Work task
Line by line, count where the string "conversions" appears in the listing, then give the number of such lines alone.
(Data records begins)
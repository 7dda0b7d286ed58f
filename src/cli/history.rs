use super::ui;
use crate::core::config::AppConfig;
use crate::core::conversion::ConversionRecord;
use crate::store::ConversionLog;
use crate::store::disk::DiskConversionLog;
use anyhow::{Context, Result};
use comfy_table::Cell;

pub fn display_records(records: &[ConversionRecord]) -> String {
    if records.is_empty() {
        return ui::style_text("No conversions recorded yet", ui::StyleType::Subtle);
    }

    let mut table = ui::new_styled_table();
    table.set_header(vec![
        ui::header_cell("Date"),
        ui::header_cell("From"),
        ui::header_cell("To"),
        ui::header_cell("Amount"),
        ui::header_cell("Result"),
    ]);

    for record in records {
        table.add_row(vec![
            Cell::new(record.date.format("%Y-%m-%d %H:%M:%S")),
            Cell::new(&record.from),
            Cell::new(&record.to),
            ui::number_cell(record.amount, 2),
            ui::number_cell(record.result, 2),
        ]);
    }
    table.to_string()
}

/// Lists conversions from the local disk store, most recent last. The store
/// is locked while `xconv serve` runs against it.
pub async fn show_history(config: &AppConfig, limit: Option<usize>) -> Result<()> {
    let path = config.data_path()?;
    let log = DiskConversionLog::open(&path)
        .with_context(|| format!("Failed to open conversion store at {}", path.display()))?;

    let records = log.records().await?;
    let skip = limit.map_or(0, |limit| records.len().saturating_sub(limit));
    println!("{}", display_records(&records[skip..]));
    Ok(())
}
(Data records ends)
Your solution
2